I know some of you die hard capitalist may say that this is heresy, well maybe it is…I don’t give two hoots. But before you exit at least listen to my arguments and allow me to defend my position. I have written my concerns in a number of article, my most recent is about the ‘currency wars’; and for which I would hope most of you are now; or are fully aware of. When someone is stabbing you in the back they are not going to tell you, you must feel it, or to be clearer, actions speak louder than words.

 Horseman #1: Global debt levels

This is already known to everyone so I will not go over this and bore you to death. What is now happening in financial market is the spread in awareness to this fact. Global equities have from 2013/14 rolled over (the key one being western equities- with the aberration being SHSE, which is a genuine casino).  The EPS has dropped off due to a broad based fall in earnings that have missed expectations. The consumer in developed countries is tapped out. Given that these economies are consumer driven this is bad news. Many economists thought that the fall in crude prices would lead to a net benefit to the economy with more disposable consumer income. Unfortunately these economists somehow forget the massive debt burden that these consumer, companies, and governments are under. Any income will go into repaying debt and not going into spending.

Companies are facing tighter credit conditions and those in the oil patch are facing headwinds in raising capital and are cutting jobs and investment. This distress will breakout into the broader economy as banks tighten up and look for best of-bread borrowers to lend to since they are also under pressure to increase capital reserves and find growth areas to make money from.
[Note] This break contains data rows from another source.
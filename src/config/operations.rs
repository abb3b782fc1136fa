//! Config loading, validation, and conversion into lock options.

use super::model::LockConfig;
use crate::coordination::paths;
use crate::error::{LockError, Result};
use crate::locks::{LockOptions, RetryPolicy};
use std::path::Path;
use std::time::Duration;

impl LockConfig {
    /// Load config from a YAML file.
    ///
    /// Unknown fields in the YAML are silently ignored for forward compatibility.
    ///
    /// # Returns
    ///
    /// * `Ok(LockConfig)` - Successfully loaded and validated config
    /// * `Err(LockError::Config)` - Read error, parse error or validation failure
    pub fn load<P: AsRef<Path>>(path: P) -> Result<Self> {
        let path = path.as_ref();

        let content = std::fs::read_to_string(path).map_err(|e| {
            LockError::Config(format!(
                "failed to read config file '{}': {}",
                path.display(),
                e
            ))
        })?;

        Self::from_yaml(&content)
    }

    /// Parse config from a YAML string.
    pub fn from_yaml(yaml: &str) -> Result<Self> {
        // An empty document deserializes to unit, not to an all-defaults map.
        let config: LockConfig = if yaml.trim().is_empty() {
            LockConfig::default()
        } else {
            serde_yaml::from_str(yaml)
                .map_err(|e| LockError::Config(format!("failed to parse config YAML: {}", e)))?
        };

        config.validate()?;
        Ok(config)
    }

    /// Serialize config to YAML string.
    pub fn to_yaml(&self) -> Result<String> {
        serde_yaml::to_string(self)
            .map_err(|e| LockError::Config(format!("failed to serialize config to YAML: {}", e)))
    }

    /// Validate config values and return error on invalid values.
    ///
    /// Validation rules:
    /// - `endpoint` must be non-empty
    /// - `session_timeout_ms` must be positive
    /// - `root` must be an absolute namespace path other than `/`
    pub fn validate(&self) -> Result<()> {
        if self.endpoint.trim().is_empty() {
            return Err(LockError::Config(
                "config validation failed: endpoint must not be empty".to_string(),
            ));
        }

        if self.session_timeout_ms == 0 {
            return Err(LockError::Config(
                "config validation failed: session_timeout_ms must be greater than 0".to_string(),
            ));
        }

        if self.root == "/" {
            return Err(LockError::Config(
                "config validation failed: root must not be the namespace root '/'".to_string(),
            ));
        }
        paths::validate(&self.root).map_err(|e| {
            LockError::Config(format!("config validation failed: root: {}", e))
        })?;

        Ok(())
    }

    /// Session timeout as a Duration.
    pub fn session_timeout(&self) -> Duration {
        Duration::from_millis(self.session_timeout_ms)
    }

    /// Acquisition timeout as a Duration, if one is configured.
    pub fn acquire_timeout(&self) -> Option<Duration> {
        self.acquire_timeout_ms.map(Duration::from_millis)
    }

    /// Retry policy derived from the `retry` section.
    pub fn retry_policy(&self) -> RetryPolicy {
        RetryPolicy {
            max_retries: self.retry.max_retries,
            backoff: Duration::from_millis(self.retry.backoff_ms),
        }
    }

    /// Per-handle lock options derived from this config.
    pub fn lock_options(&self) -> LockOptions {
        LockOptions {
            root: self.root.clone(),
            acquire_timeout: self.acquire_timeout(),
            on_timeout: self.on_timeout,
            retry: self.retry_policy(),
            ..LockOptions::default()
        }
    }
}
Governments are in the cycle of austerity and are NOT going to expand their balance sheets and are trying to raise as must revenue as possible to pay of its debts (derived from bailing out the global financial markets).

So there is compression due to lower quality credit in credit markets and a flight to government bonds, no or very low appetite for consumer spending, and no government stimulus.

  

Horseman #2: NIR-Negative Interest Rate Policy

The transition from ZIRP to NIRP is starting to grip central banks as another policy to engender spending and growth. QE has failed and not the final nail in monetary policy in at hand….NIRP. Japan as admitted –indirectly- that its 20 year policy of QE has failed. This is a monumental policy admission with the expected silence by main stream financial media. These pundits, notably CNBC.com being the mouth piece of banks and their analysts and economist have said very little about this true ground shaking event since it points squarely at the US being the next central bank and economy in the firing line. To this point the BOE president Mark Carney made no bones last week that the direction of interest rate will be up. This is not a consequence of improving fundamentals but to dispel BoE considering NIRP.   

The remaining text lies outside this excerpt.